Sua adolescência foi solitária. Pouco a pouco, foi tornando-se um jovem sisudo e afastado. Estando já em Beta nessa época, esqueceu-se de passar gilete quando deixava de ser imberbe. Foi por esse motivo que seus colegas, maldosamente, alcunharam-no de filósofo. No começo não ligava, mas um dia sentiu que aquilo estava indo longe demais, precisava tomar uma atitude – e não seria difícil no estado nervoso em que se encontrava; arregaçou as mangas, ergueu o punho e abriu uma enciclopédia. Lá encontrou, além de outros, os nomes de Nietzsche e Sartre. Leu boa parte da obra de cada um, compreendeu o conceito de Niilismo, mas não achou nada. Em seguida debulhou Camus e Schopenhauer e do Existencialismo e da Eudemonologia nada achou.

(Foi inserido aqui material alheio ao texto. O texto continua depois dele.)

//! Final ranking view.

use crate::models::{CandidateName, Tournament};
use serde::Serialize;
use std::cmp::Reverse;

/// One row of the ranking (for API / display).
#[derive(Clone, Debug, Eq, PartialEq, Serialize)]
pub struct Standing {
    pub rank: usize,
    pub name: CandidateName,
    pub rating: i32,
    pub wins: u32,
    pub losses: u32,
    /// Still in the active pool.
    pub active: bool,
}

/// Every candidate ranked by rating, then wins minus losses, then name.
pub fn standings(state: &Tournament) -> Vec<Standing> {
    let mut rows: Vec<_> = state.candidates.iter().collect();
    rows.sort_by(|(an, a), (bn, b)| {
        (Reverse(a.rating), Reverse(a.score()), an).cmp(&(Reverse(b.rating), Reverse(b.score()), bn))
    });
    rows.into_iter()
        .enumerate()
        .map(|(i, (name, r))| Standing {
            rank: i + 1,
            name: name.clone(),
            rating: r.rating,
            wins: r.wins,
            losses: r.losses,
            active: state.pool.contains(name),
        })
        .collect()
}

/// The first ten rows of [`standings`].
pub fn top_ten(state: &Tournament) -> Vec<Standing> {
    let mut rows = standings(state);
    rows.truncate(10);
    rows
}
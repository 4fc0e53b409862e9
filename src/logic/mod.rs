//! Tournament business logic: seeded shuffles, ratings, grouping, Swiss pairing, phases, undo.

mod grouping;
mod phase;
mod rating;
mod rng;
mod standings;
mod swiss;
mod undo;

pub use grouping::{build_coverage_groups, build_elo_proximity_groups, GroupingParams};
pub use phase::{
    advance_phase_if_round_complete, apply_duel_result, apply_group_result, begin_next_match,
    create_initial_state, create_initial_state_with, is_swiss_complete, merge_enrichment,
    next_swiss_pair, swiss_round,
};
pub use rating::{duel_update, expected_score, group_update};
pub use rng::{derive_seed, shuffle, SeedIndex, SeedPurpose};
pub use standings::{standings, top_ten, Standing};
pub use swiss::next_pair;
pub use undo::undo_last_result;
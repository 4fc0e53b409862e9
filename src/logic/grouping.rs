//! Group building for the coverage and refinement phases.
//!
//! Both builders share one pipeline: split the pool into richness tiers
//! (richest first), cluster each tier by theme key, order the clusters,
//! chunk into fixed-size groups, and fold any singleton into a neighbour.

use crate::logic::rng::{derive_seed, shuffle, shuffle_in_place, SeedIndex, SeedPurpose};
use crate::models::{CandidateName, CandidateRecord, Enrichment, Group, RichnessTier, ThemeKey};
use std::cmp::Reverse;
use std::collections::BTreeMap;

/// Inputs that, together with pool and ratings, fully determine a round's groups.
#[derive(Clone, Copy, Debug)]
pub struct GroupingParams {
    pub seed: u64,
    /// Round index used to derive per-round seeds.
    pub round: u32,
    pub group_size: usize,
    pub tier_cap: u32,
}

struct Member<'a> {
    name: &'a CandidateName,
    rating: i32,
    tier: RichnessTier,
    theme: ThemeKey,
}

fn members<'a>(
    pool: &'a [CandidateName],
    candidates: &BTreeMap<CandidateName, CandidateRecord>,
    tier_cap: u32,
) -> Vec<Member<'a>> {
    let fallback = Enrichment::default();
    pool.iter()
        .map(|name| {
            let record = candidates.get(name);
            let enrichment = record.map(|r| &r.enrichment).unwrap_or(&fallback);
            Member {
                name,
                rating: record.map(|r| r.rating).unwrap_or_default(),
                tier: RichnessTier::of(enrichment.richness, tier_cap),
                theme: enrichment.theme_key(),
            }
        })
        .collect()
}

/// Tiers richest first, each split into theme clusters. Pool order is kept inside a cluster.
fn tiered_clusters(members: Vec<Member<'_>>) -> Vec<(RichnessTier, Vec<Vec<Member<'_>>>)> {
    let mut tiers: BTreeMap<Reverse<RichnessTier>, BTreeMap<ThemeKey, Vec<Member<'_>>>> =
        BTreeMap::new();
    for m in members {
        tiers
            .entry(Reverse(m.tier))
            .or_default()
            .entry(m.theme.clone())
            .or_default()
            .push(m);
    }
    tiers
        .into_iter()
        .map(|(Reverse(tier), clusters)| (tier, clusters.into_values().collect()))
        .collect()
}

fn chunk(names: Vec<CandidateName>, group_size: usize) -> Vec<Group> {
    names
        .chunks(group_size.max(2))
        .map(<[CandidateName]>::to_vec)
        .collect()
}

/// Merge a trailing one-member group backward into the group before it.
fn merge_tail_singleton(groups: &mut Vec<Group>) {
    if groups.len() >= 2 && groups.last().is_some_and(|g| g.len() == 1) {
        if let Some(single) = groups.pop() {
            if let Some(prev) = groups.last_mut() {
                prev.extend(single);
            }
        }
    }
}

/// Fold every remaining singleton into its neighbour across tier boundaries.
pub(crate) fn merge_singletons(groups: Vec<Group>) -> Vec<Group> {
    let mut out: Vec<Group> = Vec::with_capacity(groups.len());
    for group in groups {
        if group.len() == 1 {
            if let Some(prev) = out.last_mut() {
                prev.extend(group);
                continue;
            }
        }
        out.push(group);
    }
    if out.len() >= 2 && out[0].len() == 1 {
        let single = out.remove(0);
        let mut first = single;
        first.append(&mut out[0]);
        out[0] = first;
    }
    out
}

fn shuffled_cluster_order<T>(clusters: Vec<T>, seed: u64) -> Vec<(u32, T)> {
    let mut indexed: Vec<(u32, T)> = clusters
        .into_iter()
        .enumerate()
        .map(|(i, c)| (i as u32, c))
        .collect();
    shuffle_in_place(&mut indexed, seed);
    indexed
}

/// Groups for the first coverage round: related candidates together, order seeded.
pub fn build_coverage_groups(
    pool: &[CandidateName],
    candidates: &BTreeMap<CandidateName, CandidateRecord>,
    params: GroupingParams,
) -> Vec<Group> {
    let mut groups = Vec::new();
    for (tier, clusters) in tiered_clusters(members(pool, candidates, params.tier_cap)) {
        let order_seed = derive_seed(
            params.seed,
            SeedPurpose::CoverageClusterOrder,
            SeedIndex::new(params.round, tier.0, 0),
        );
        let mut ordered: Vec<CandidateName> = Vec::new();
        for (idx, cluster) in shuffled_cluster_order(clusters, order_seed) {
            let names: Vec<CandidateName> = cluster.iter().map(|m| m.name.clone()).collect();
            let member_seed = derive_seed(
                params.seed,
                SeedPurpose::CoverageClusterMembers,
                SeedIndex::new(params.round, tier.0, idx),
            );
            ordered.extend(shuffle(&names, member_seed));
        }
        let mut tier_groups = chunk(ordered, params.group_size);
        merge_tail_singleton(&mut tier_groups);
        log::debug!(
            "coverage tier {}: {} group(s) from {} candidate(s)",
            tier.0,
            tier_groups.len(),
            tier_groups.iter().map(Vec::len).sum::<usize>()
        );
        groups.extend(tier_groups);
    }
    merge_singletons(groups)
}

/// Groups of similarly rated, thematically related candidates.
///
/// Clusters are sorted by rating (highest first) before chunking; only the
/// display order inside each finished group is shuffled.
pub fn build_elo_proximity_groups(
    pool: &[CandidateName],
    candidates: &BTreeMap<CandidateName, CandidateRecord>,
    params: GroupingParams,
) -> Vec<Group> {
    let mut groups = Vec::new();
    for (tier, clusters) in tiered_clusters(members(pool, candidates, params.tier_cap)) {
        let order_seed = derive_seed(
            params.seed,
            SeedPurpose::ProximityClusterOrder,
            SeedIndex::new(params.round, tier.0, 0),
        );
        let mut ordered: Vec<CandidateName> = Vec::new();
        for (_, mut cluster) in shuffled_cluster_order(clusters, order_seed) {
            cluster.sort_by_key(|m| Reverse(m.rating));
            ordered.extend(cluster.iter().map(|m| m.name.clone()));
        }
        let mut tier_groups = chunk(ordered, params.group_size);
        merge_tail_singleton(&mut tier_groups);
        for (idx, group) in tier_groups.iter_mut().enumerate() {
            let display_seed = derive_seed(
                params.seed,
                SeedPurpose::ProximityGroupOrder,
                SeedIndex::new(params.round, tier.0, idx as u32),
            );
            shuffle_in_place(group, display_seed);
        }
        groups.extend(tier_groups);
    }
    merge_singletons(groups)
}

Já adulto, maduro e estudado, preferia votar sempre nulo. Foi por esse e por outros motivos que, quando começou a escrever seus melhores textos, acusaram-no de fútil, bossanovista, alienado e parnasiano. Mas o Nadismo sempre teve consigo a certeza de que, diferentemente das outras escolas, não priorizava a forma; também o conteúdo não priorizava. Era pura essência, afinal descendia do nudismo; naquela época era já quase luz. Em 2002, após uma parada cardíaca facilmente reversível, os médicos não se deram ao trabalho de fazer massagem cardíaca e em 20 de Maio veio a óbito. Não se ouviu mais falar, o Movimento esvaziou-se com o vento.